By ABDUSSALAM MOHAMED, Senior Staff Writer InFocus Newspaper
LOS ANGELES – In a post-9/11 world, returning from an overseas trip could mean a serious ordeal at the port of entry for many American Arab and Muslim travelers, especially those returning from the Middle East or a Muslim country.
Many recount harrowing experiences of unfair treatment, rude behavior, unnecessary and humiliating interrogations, unprofessional conduct by DHS officials and long detentions for little or no reasonable cause.
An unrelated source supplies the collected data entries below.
#[derive(Debug, Clone, PartialEq, Eq, Serialize, Deserialize)]
pub struct SendReply {
    pub seq: u64,
    #[serde(flatten)]
    pub outcome: SendOutcome,
}

#[derive(Debug, Clone, PartialEq, Eq, Serialize, Deserialize)]
pub struct ActionReply {
    pub seq: u64,
    #[serde(flatten)]
    pub outcome: ActionOutcome,
}

#[derive(Debug, Clone, PartialEq, Eq, Serialize, Deserialize)]
pub struct ConfirmReply {
    pub seq: u64,
    #[serde(flatten)]
    pub outcome: ConfirmOutcome,
}

/// One frame on the broker socket.
#[derive(Debug, Clone, PartialEq, Eq, Serialize, Deserialize)]
#[serde(tag = "type")]
pub enum Message {
    // node → broker
    #[serde(rename = "credentials")]
    Credentials(CredentialsRequest),
    #[serde(rename = "list:guilds")]
    ListGuilds(ListGuildsRequest),
    #[serde(rename = "list:channels")]
    ListChannels(ListScopedRequest),
    #[serde(rename = "list:roles")]
    ListRoles(ListScopedRequest),
    #[serde(rename = "register-trigger")]
    RegisterTrigger(RegisterTriggerRequest),
    #[serde(rename = "unregister-trigger")]
    UnregisterTrigger(UnregisterTriggerRequest),
    #[serde(rename = "send-message")]
    SendMessage(SendMessageRequest),
    #[serde(rename = "perform-action")]
    PerformAction(PerformActionRequest),
    #[serde(rename = "send-confirmation")]
    SendConfirmation(SendConfirmationRequest),

    // broker → node
    #[serde(rename = "credentials-ack")]
    CredentialsAck(CredentialsAck),
    #[serde(rename = "list-reply")]
    ListReply(ListReply),
    #[serde(rename = "send-reply")]
    SendReply(SendReply),
    #[serde(rename = "action-reply")]
    ActionReply(ActionReply),
    #[serde(rename = "confirm-reply")]
    ConfirmReply(ConfirmReply),
    #[serde(rename = "event")]
    Event(EventEnvelope),
}

impl Message {
    /// Correlation id of a reply frame, if this is one.
    pub fn reply_seq(&self) -> Option<u64> {
        match self {
            Message::CredentialsAck(r) => Some(r.seq),
            Message::ListReply(r) => Some(r.seq),
            Message::SendReply(r) => Some(r.seq),
            Message::ActionReply(r) => Some(r.seq),
            Message::ConfirmReply(r) => Some(r.seq),
            _ => None,
        }
    }
}

#[cfg(test)]
mod tests {
    use super::*;

    #[test]
    fn connect_status_is_a_bare_string_on_the_wire() {
        let ack = Message::CredentialsAck(CredentialsAck {
            seq: 7,
            status: ConnectStatus::Already,
        });
        let json = serde_json::to_value(&ack).unwrap();
        assert_eq!(json["type"], "credentials-ack");
        assert_eq!(json["status"], "already");
    }

    #[test]
    fn list_outcome_discriminates_array_from_error_object() {
        let ok: ListOutcome = serde_json::from_str(r#"[{"name":"general","value":"c1"}]"#).unwrap();
        assert_eq!(ok, ListOutcome::Items(vec![NamedRef::new("general", "c1")]));

        let err: ListOutcome = serde_json::from_str(r#"{"error":"bot not ready"}"#).unwrap();
        assert_eq!(err, ListOutcome::failure("bot not ready"));
    }

    #[test]
    fn confirm_outcome_keeps_null_confirmed_on_the_wire() {
        let reply = Message::ConfirmReply(ConfirmReply {
            seq: 1,
            outcome: ConfirmOutcome::failure("confirmation timed out"),
        });
        let json = serde_json::to_value(&reply).unwrap();
        assert!(json["confirmed"].is_null());
        assert_eq!(json["success"], false);
    }

    #[test]
    fn role_id_list_accepts_both_forms() {
        assert_eq!(
            RoleIdList::Joined("r1, r2,,r3".into()).into_ids(),
            vec!["r1", "r2", "r3"]
        );
        assert_eq!(
            RoleIdList::Many(vec!["r1".into(), String::new()]).into_ids(),
            vec!["r1"]
        );
    }

    #[test]
    fn filter_tags_match_the_wire_vocabulary() {
        let filter = TriggerFilter::Message(MessageFilter {
            pattern: MatchKind::StartsWith,
            value: "!ping".into(),
            ..MessageFilter::match_all()
        });
        let json = serde_json::to_value(&filter).unwrap();
        assert_eq!(json["type"], "message");
        assert_eq!(json["pattern"], "starts-with");

        let lifecycle = TriggerFilter::Lifecycle(LifecycleFilter {
            event: LifecycleKind::MemberJoined,
            guild_ids: vec![],
        });
        let json = serde_json::to_value(&lifecycle).unwrap();
        assert_eq!(json["event"], "member-joined");
    }

    #[test]
    fn missing_credential_fields_deserialize_as_incomplete() {
        let req: CredentialsRequest = serde_json::from_str(r#"{"seq":1,"client_id":"A"}"#).unwrap();
        assert!(!req.credentials().is_complete());
    }

    #[test]
    fn event_envelope_flattens_the_event_payload() {
        let envelope = EventEnvelope {
            subscriber_id: "node-1".into(),
            event: PlatformEvent::MemberLeft {
                guild: GuildRef {
                    id: "g1".into(),
                    name: "Guild".into(),
                },
                user: ChatUser {
                    id: "u1".into(),
                    name: "alice".into(),
                    ..Default::default()
                },
            },
        };
        let json = serde_json::to_value(Message::Event(envelope)).unwrap();
        assert_eq!(json["type"], "event");
        assert_eq!(json["kind"], "member-left");
        assert_eq!(json["subscriber_id"], "node-1");
    }
}
//! Tether Gateway
//!
//! The platform-facing half of the broker: one persistent [`Connection`]
//! per credential identity, created and deduplicated by the
//! [`ConnectionRegistry`], all talking to the chat platform through the
//! [`ChatClient`] black-box trait.
//!
//! This crate provides:
//! - The platform client seam ([`ChatClient`], [`ChatClientFactory`],
//!   [`ClientEvent`])
//! - Connection state machine and actions ([`Connection`])
//! - Identity-keyed connection registry ([`ConnectionRegistry`])
//! - Outbound message preparation ([`message`])
//! - A fully scripted in-memory driver for tests and local development
//!   ([`loopback`])

pub mod client;
pub mod connection;
pub mod error;
pub mod loopback;
pub mod message;
pub mod registry;

pub use client::{ChatClient, ChatClientFactory, ClientEvent, EVERYONE_ROLE_NAME};
pub use connection::{ConnState, Connection, GatewayEvent};
pub use error::{GatewayError, Result};
pub use message::{prepare, PreparedAttachment, PreparedEmbed, PreparedMessage};
pub use registry::{ConnectReport, ConnectionRegistry};
//! Batch (CSV) prediction.
//!
//! The uploaded file must carry a `SMILES` column with that exact,
//! case-sensitive header. Validation is all-or-nothing: one bad row
//! rejects the whole file before any prediction runs, so a batch either
//! yields a prediction for every row or none at all. Output is the
//! input, row order preserved, plus one appended `Predicted pIC50`
//! column.

use csv::{ReaderBuilder, StringRecord, WriterBuilder};
use tracing::info;

use inhibryx_chem::Molecule;
use inhibryx_common::{InhibryxError, Result};

use crate::pipeline::{round_to, PredictionPipeline};
use crate::preprocess;
use crate::registry::FeatureMethod;

pub const SMILES_COLUMN: &str = "SMILES";
pub const PREDICTION_COLUMN: &str = "Predicted pIC50";

/// Run batch prediction over CSV bytes, returning CSV bytes.
pub fn predict_csv(
    pipeline: &PredictionPipeline,
    target: &str,
    method: FeatureMethod,
    input: &[u8],
) -> Result<Vec<u8>> {
    let mut reader = ReaderBuilder::new().from_reader(input);
    let headers = reader.headers()?.clone();

    let smiles_idx = headers
        .iter()
        .position(|h| h == SMILES_COLUMN)
        .ok_or_else(|| InhibryxError::MissingColumn(SMILES_COLUMN.to_string()))?;

    let mut records: Vec<StringRecord> = Vec::new();
    for record in reader.records() {
        records.push(record?);
    }

    // All-or-nothing gate: every row must parse before any row predicts.
    let mut molecules = Vec::with_capacity(records.len());
    for (i, record) in records.iter().enumerate() {
        let smiles = record.get(smiles_idx).unwrap_or("");
        let molecule = Molecule::parse(smiles).map_err(|_| {
            InhibryxError::InvalidInput(format!(
                "row {}: SMILES {:?} is not valid notation",
                i + 2, // header is line 1
                smiles
            ))
        })?;
        molecules.push(molecule);
    }

    let predictions = if molecules.is_empty() {
        Vec::new()
    } else {
        let bundle = pipeline.registry().bundle(target, method)?;
        let mut frame = preprocess::raw_features(&molecules[0], method);
        for molecule in &molecules[1..] {
            frame.stack(preprocess::raw_features(molecule, method))?;
        }
        let prepared = preprocess::prepare(&frame, &bundle, method)?;
        bundle
            .predictor
            .predict(&prepared)?
            .into_iter()
            .map(|v| round_to(v, 2))
            .collect()
    };

    info!(rows = predictions.len(), target = %target, "Batch prediction complete");

    let mut writer = WriterBuilder::new().from_writer(Vec::new());
    let mut out_headers = headers.clone();
    out_headers.push_field(PREDICTION_COLUMN);
    writer.write_record(&out_headers)?;

    for (record, pic50) in records.iter().zip(predictions) {
        let mut row = record.clone();
        row.push_field(&pic50.to_string());
        writer.write_record(&row)?;
    }

    writer
        .into_inner()
        .map_err(|e| InhibryxError::Other(anyhow::anyhow!("CSV write failed: {}", e)))
}
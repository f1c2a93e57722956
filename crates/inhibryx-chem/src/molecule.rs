//! Molecular graph representation.

use std::collections::BTreeMap;

use inhibryx_common::{InhibryxError, Result};

use crate::element::{element_by_number, element_by_symbol};
use crate::smiles;

/// Bond order classification.
#[derive(Debug, Clone, Copy, PartialEq, Eq, Hash)]
pub enum BondOrder {
    Single,
    Double,
    Triple,
    Aromatic,
}

impl BondOrder {
    /// Numeric bond order for valence calculations.
    pub fn as_f64(self) -> f64 {
        match self {
            BondOrder::Single => 1.0,
            BondOrder::Double => 2.0,
            BondOrder::Triple => 3.0,
            BondOrder::Aromatic => 1.5,
        }
    }
}

/// An atom in a molecular graph.
#[derive(Debug, Clone, PartialEq, Eq, Hash)]
pub struct Atom {
    pub atomic_number: u8,
    pub formal_charge: i8,
    pub isotope: Option<u16>,
    pub is_aromatic: bool,
    /// Hydrogen count fixed by a bracket atom (`[NH2+]`), if any.
    pub explicit_hydrogens: Option<u8>,
    /// Hydrogens assigned from default valences after parsing.
    pub implicit_hydrogens: u8,
}

impl Atom {
    /// Total hydrogens attached to this atom.
    pub fn hydrogens(&self) -> u8 {
        self.explicit_hydrogens.unwrap_or(self.implicit_hydrogens)
    }
}

/// A bond between two atoms.
#[derive(Debug, Clone, PartialEq, Eq, Hash)]
pub struct Bond {
    pub atom1: usize,
    pub atom2: usize,
    pub order: BondOrder,
}

/// A molecular graph with atoms, bonds, and adjacency information.
#[derive(Debug, Clone)]
pub struct Molecule {
    smiles: String,
    pub atoms: Vec<Atom>,
    pub bonds: Vec<Bond>,
    /// adjacency[atom_idx] = Vec<(neighbor_atom_idx, bond_idx)>
    pub adjacency: Vec<Vec<(usize, usize)>>,
}

impl Molecule {
    /// Parse a SMILES string. Fails closed with `InvalidInput` for
    /// anything the parser cannot interpret.
    pub fn parse(input: &str) -> Result<Self> {
        let trimmed = input.trim();
        if trimmed.is_empty() {
            return Err(InhibryxError::InvalidInput("empty SMILES".to_string()));
        }
        let (atoms, bonds) = smiles::parse(trimmed)?;
        Ok(Self::from_parts(trimmed.to_string(), atoms, bonds))
    }

    /// Whether a SMILES string parses. Never panics, never propagates.
    pub fn validate(input: &str) -> bool {
        Molecule::parse(input).is_ok()
    }

    pub(crate) fn from_parts(smiles: String, atoms: Vec<Atom>, bonds: Vec<Bond>) -> Self {
        let mut adjacency = vec![Vec::new(); atoms.len()];
        for (bi, bond) in bonds.iter().enumerate() {
            adjacency[bond.atom1].push((bond.atom2, bi));
            adjacency[bond.atom2].push((bond.atom1, bi));
        }
        let mut mol = Self { smiles, atoms, bonds, adjacency };
        mol.assign_implicit_hydrogens();
        mol
    }

    pub fn smiles(&self) -> &str {
        &self.smiles
    }

    pub fn atom_count(&self) -> usize {
        self.atoms.len()
    }

    pub fn bond_count(&self) -> usize {
        self.bonds.len()
    }

    /// Heavy-atom degree of an atom.
    pub fn degree(&self, idx: usize) -> usize {
        self.adjacency[idx].len()
    }

    /// Sum of bond orders at an atom (aromatic bonds count 1.5).
    pub fn bond_order_sum(&self, idx: usize) -> f64 {
        self.adjacency[idx]
            .iter()
            .map(|&(_, bi)| self.bonds[bi].order.as_f64())
            .sum()
    }

    /// Assign implicit hydrogens from default valences. Bracket atoms
    /// keep their explicit count; metals and unknown valence states get
    /// none.
    fn assign_implicit_hydrogens(&mut self) {
        for idx in 0..self.atoms.len() {
            if self.atoms[idx].explicit_hydrogens.is_some() {
                self.atoms[idx].implicit_hydrogens = 0;
                continue;
            }
            let used = self.bond_order_sum(idx).ceil() as u8;
            let implicit = match element_by_number(self.atoms[idx].atomic_number) {
                Some(el) => el
                    .valences
                    .iter()
                    .find(|&&v| v >= used)
                    .map(|&v| v - used)
                    .unwrap_or(0),
                None => 0,
            };
            self.atoms[idx].implicit_hydrogens = implicit;
        }
    }

    /// Average molecular weight including hydrogens.
    pub fn molecular_weight(&self) -> f64 {
        let h_mass = element_by_symbol("H").map(|e| e.mass).unwrap_or(1.008);
        self.atoms
            .iter()
            .map(|a| {
                let atom_mass = element_by_number(a.atomic_number).map(|e| e.mass).unwrap_or(0.0);
                atom_mass + a.hydrogens() as f64 * h_mass
            })
            .sum()
    }

    /// Monoisotopic molecular weight.
    pub fn exact_molecular_weight(&self) -> f64 {
        let h_mass = element_by_symbol("H").map(|e| e.exact_mass).unwrap_or(1.007825);
        self.atoms
            .iter()
            .map(|a| {
                let atom_mass =
                    element_by_number(a.atomic_number).map(|e| e.exact_mass).unwrap_or(0.0);
                atom_mass + a.hydrogens() as f64 * h_mass
            })
            .sum()
    }

    /// Hill-order molecular formula of the heavy atoms plus hydrogens.
    pub fn formula(&self) -> String {
        let mut counts: BTreeMap<&str, usize> = BTreeMap::new();
        let mut hydrogens = 0usize;
        for atom in &self.atoms {
            let symbol = element_by_number(atom.atomic_number).map(|e| e.symbol).unwrap_or("?");
            *counts.entry(symbol).or_insert(0) += 1;
            hydrogens += atom.hydrogens() as usize;
        }

        let mut out = String::new();
        let mut push = |sym: &str, n: usize, out: &mut String| {
            if n == 1 {
                out.push_str(sym);
            } else if n > 1 {
                out.push_str(&format!("{}{}", sym, n));
            }
        };

        if let Some(&c) = counts.get("C") {
            push("C", c, &mut out);
            push("H", hydrogens, &mut out);
            counts.remove("C");
        } else {
            push("H", hydrogens, &mut out);
        }
        for (sym, n) in counts {
            push(sym, n, &mut out);
        }
        out
    }

    /// Split into connected components, one `Molecule` per fragment.
    /// Fragment SMILES are inherited from the parent, so fragments are
    /// only meaningful as computation inputs, not for display.
    pub fn fragments(&self) -> Vec<Molecule> {
        let n = self.atoms.len();
        let mut component = vec![usize::MAX; n];
        let mut count = 0;
        for start in 0..n {
            if component[start] != usize::MAX {
                continue;
            }
            let mut stack = vec![start];
            component[start] = count;
            while let Some(curr) = stack.pop() {
                for &(nb, _) in &self.adjacency[curr] {
                    if component[nb] == usize::MAX {
                        component[nb] = count;
                        stack.push(nb);
                    }
                }
            }
            count += 1;
        }

        if count <= 1 {
            return vec![self.clone()];
        }

        (0..count)
            .map(|c| {
                let mut remap = vec![usize::MAX; n];
                let mut atoms = Vec::new();
                for (i, atom) in self.atoms.iter().enumerate() {
                    if component[i] == c {
                        remap[i] = atoms.len();
                        atoms.push(atom.clone());
                    }
                }
                let bonds = self
                    .bonds
                    .iter()
                    .filter(|b| component[b.atom1] == c)
                    .map(|b| Bond { atom1: remap[b.atom1], atom2: remap[b.atom2], order: b.order })
                    .collect();
                Molecule::from_parts(self.smiles.clone(), atoms, bonds)
            })
            .collect()
    }

    /// Remove counter-ion/salt fragments, keeping the parent species.
    /// If every fragment matches the salt table, the largest fragment
    /// is kept so stripping never removes the whole structure.
    pub fn strip_salts(&self) -> Molecule {
        let fragments = self.fragments();
        if fragments.len() <= 1 {
            return self.clone();
        }

        let kept: Vec<&Molecule> = fragments.iter().filter(|f| !is_salt_fragment(f)).collect();
        match kept.len() {
            0 => fragments
                .iter()
                .max_by_key(|f| f.atom_count())
                .cloned()
                .unwrap_or_else(|| self.clone()),
            1 => kept[0].clone(),
            _ => {
                // Several non-salt fragments: rebuild a molecule holding all of them.
                let mut atoms = Vec::new();
                let mut bonds = Vec::new();
                for frag in &kept {
                    let offset = atoms.len();
                    atoms.extend(frag.atoms.iter().cloned());
                    bonds.extend(frag.bonds.iter().map(|b| Bond {
                        atom1: b.atom1 + offset,
                        atom2: b.atom2 + offset,
                        order: b.order,
                    }));
                }
                Molecule::from_parts(self.smiles.clone(), atoms, bonds)
            }
        }
    }

    pub fn heavy_atom_count(&self) -> usize {
        self.atoms.len()
    }

    pub fn total_hydrogens(&self) -> usize {
        self.atoms.iter().map(|a| a.hydrogens() as usize).sum()
    }
}

/// Small salt/counter-ion fragments, identified by molecular formula.
const SALT_FORMULAS: &[&str] = &[
    "HCl", "HBr", "HI", "HF",      // hydrohalides
    "H2O", "H3N", "H4N",           // water, ammonia, ammonium
    "HNO3", "NO3",                 // nitrate
    "H2O4S", "O4S",                // sulfate
    "H3O4P", "O4P",                // phosphate
    "C2H4O2", "C2H3O2",            // acetate
    "CH4O3S", "CH3O3S",            // mesylate
    "C2H2O4", "C2HO4",             // oxalate
    "C4H4O4", "C4H3O4",            // maleate / fumarate
    "C4H6O6", "C4H5O6",            // tartrate
];

fn is_salt_fragment(fragment: &Molecule) -> bool {
    if fragment.atom_count() == 1 {
        // Bare halide, alkali/alkaline-earth ion, water, ammonia.
        return matches!(
            fragment.atoms[0].atomic_number,
            3 | 7 | 8 | 9 | 11 | 12 | 17 | 19 | 20 | 30 | 35 | 53
        );
    }
    SALT_FORMULAS.contains(&fragment.formula().as_str())
}
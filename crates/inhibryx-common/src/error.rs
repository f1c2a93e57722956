use thiserror::Error;

#[derive(Debug, Error)]
pub enum InhibryxError {
    /// SMILES input the parser cannot interpret. Recoverable by the user.
    #[error("Invalid SMILES: {0}")]
    InvalidInput(String),

    /// Batch file lacks the required column. The whole file is rejected.
    #[error("Missing required column {0:?} in uploaded file")]
    MissingColumn(String),

    /// A model, feature list, or preprocessor file is absent or corrupt
    /// for a (target, method) pair. Deployment problem, not retried.
    #[error("Model artifact unavailable: {0}")]
    ArtifactLoad(String),

    /// Computed feature set does not contain every selected feature.
    /// Indicates artifact/version skew between training and serving.
    #[error("Feature set mismatch: missing {0:?}")]
    FeatureMismatch(Vec<String>),

    /// Similarity lookup failed or timed out. Degrades gracefully.
    #[error("External service unavailable: {0}")]
    ExternalService(String),

    #[error("Request to non-allowlisted domain blocked: {0}")]
    Sandbox(String),

    #[error("Configuration error: {0}")]
    Config(String),

    #[error("HTTP request error: {0}")]
    Http(#[from] reqwest::Error),

    #[error("Serialization error: {0}")]
    Serialization(#[from] serde_json::Error),

    #[error("CSV error: {0}")]
    Csv(#[from] csv::Error),

    #[error("I/O error: {0}")]
    Io(#[from] std::io::Error),

    #[error(transparent)]
    Other(#[from] anyhow::Error),
}

impl InhibryxError {
    /// Whether this error leaves an already-computed prediction intact.
    /// Only similarity/enrichment failures are soft; everything else
    /// aborts the pipeline.
    pub fn is_soft(&self) -> bool {
        matches!(self, InhibryxError::ExternalService(_))
    }
}

pub type Result<T> = std::result::Result<T, InhibryxError>;

#[cfg(test)]
mod tests {
    use super::*;

    #[test]
    fn test_external_service_is_soft() {
        assert!(InhibryxError::ExternalService("timeout".into()).is_soft());
        assert!(!InhibryxError::InvalidInput("C(".into()).is_soft());
        assert!(!InhibryxError::ArtifactLoad("model.json".into()).is_soft());
    }

    #[test]
    fn test_feature_mismatch_lists_columns() {
        let err = InhibryxError::FeatureMismatch(vec!["TPSA".into(), "MolLogP".into()]);
        let msg = err.to_string();
        assert!(msg.contains("TPSA"));
        assert!(msg.contains("MolLogP"));
    }
}
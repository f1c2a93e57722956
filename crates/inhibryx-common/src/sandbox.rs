use std::collections::HashSet;
use std::time::Duration;

use reqwest::{Client, ClientBuilder};
use url::Url;

use crate::error::InhibryxError;

/// A sandbox-capped HTTP client that only allows requests to approved domains.
/// All outbound scientific API traffic goes through this wrapper.
#[derive(Debug, Clone)]
pub struct SandboxClient {
    client: Client,
    allowlist: HashSet<String>,
}

impl SandboxClient {
    /// Creates a new SandboxClient with the default allowlist of remote
    /// chemistry services.
    pub fn new(timeout: Duration) -> Result<Self, InhibryxError> {
        let mut allowlist = HashSet::new();
        let domains = vec![
            "www.ebi.ac.uk", // ChEMBL
        ];

        for d in domains {
            allowlist.insert(d.to_string());
        }

        let client = ClientBuilder::new()
            .timeout(timeout)
            .build()
            .map_err(|e| InhibryxError::Config(format!("Failed to build HTTP client: {}", e)))?;

        Ok(Self { client, allowlist })
    }

    /// Appends an exact hostname to the allowlist.
    pub fn allow_domain(&mut self, domain: &str) {
        self.allowlist.insert(domain.to_string());
    }

    /// Validates if a URL is permitted under the current sandbox policy.
    pub fn is_allowed(&self, url: &str) -> bool {
        if let Ok(parsed) = Url::parse(url) {
            if let Some(host) = parsed.host_str() {
                // Exact match or a subdomain of an allowed domain
                for allowed in &self.allowlist {
                    if host == allowed || host.ends_with(&format!(".{}", allowed)) {
                        return true;
                    }
                }
            }
        }
        false
    }

    /// Exposes the inner `reqwest::Client` builder pattern safely for GET requests.
    pub fn get(&self, url: &str) -> Result<reqwest::RequestBuilder, InhibryxError> {
        if !self.is_allowed(url) {
            return Err(InhibryxError::Sandbox(format!(
                "domain not in allowlist for URL {}",
                url
            )));
        }

        Ok(self.client.get(url))
    }
}

#[cfg(test)]
mod tests {
    use super::*;

    fn client() -> SandboxClient {
        SandboxClient::new(Duration::from_secs(5)).unwrap()
    }

    #[test]
    fn test_chembl_domain_allowed() {
        assert!(client().is_allowed("https://www.ebi.ac.uk/chembl/api/data/similarity/CCO/70.json"));
    }

    #[test]
    fn test_unknown_domain_blocked() {
        let c = client();
        assert!(!c.is_allowed("https://example.com/anything"));
        assert!(c.get("https://example.com/anything").is_err());
    }

    #[test]
    fn test_allow_domain_extends_policy() {
        let mut c = client();
        assert!(!c.is_allowed("http://localhost:8080/mock"));
        c.allow_domain("localhost");
        assert!(c.is_allowed("http://localhost:8080/mock"));
    }
}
For many, the striking similarities between their stories and the frequency of occurrence point to one inevitable conclusion: profiling.
They argue that no matter when or where they travel, the crosshairs of airport security seem to be repeatedly locked on them...
For Shaikh Yassir Fazaga, 35, religious director at the Orange County Islamic Foundation in Mission Viejo, Calif., being detained and questioned when traveling through American ports is not just the norm but also an expected inconvenience.
“Any time I leave the country, I’m usually stopped for at least an hour or two - the most was four hours,” said the Eritrea-born soft-spoken imam. “I’ve gotten so used to it, that I actually prepare myself.”
An almost identical experience happened to no other than Hussam Ayloush, executive director of the southern California chapter of the Council on American-Islamic Relations (CAIR), and a very well-known and respected Muslim leader.
As recently as July of this year, Ayloush arrived in Denver, Colo., on a flight from London, England, but which originated in Lebanon, and said that when a DHS agent could not clear his passport, he was ushered into a private room.
There he was interrogated about his trip, which he took to visit his sick grandmother and to attend a brother’s wedding.
“Which countries did you visit? How did you get through those countries? How many people were in the car? Who was driving the car?” the DHS officer asked sternly. And then she asked him what he did for a living.
“The minute I told her I worked for CAIR, she suddenly became more cautious in her line of questioning,” Ayloush said. “She suddenly affected a friendly tone and even asked when would CAIR open a chapter in Colorado.”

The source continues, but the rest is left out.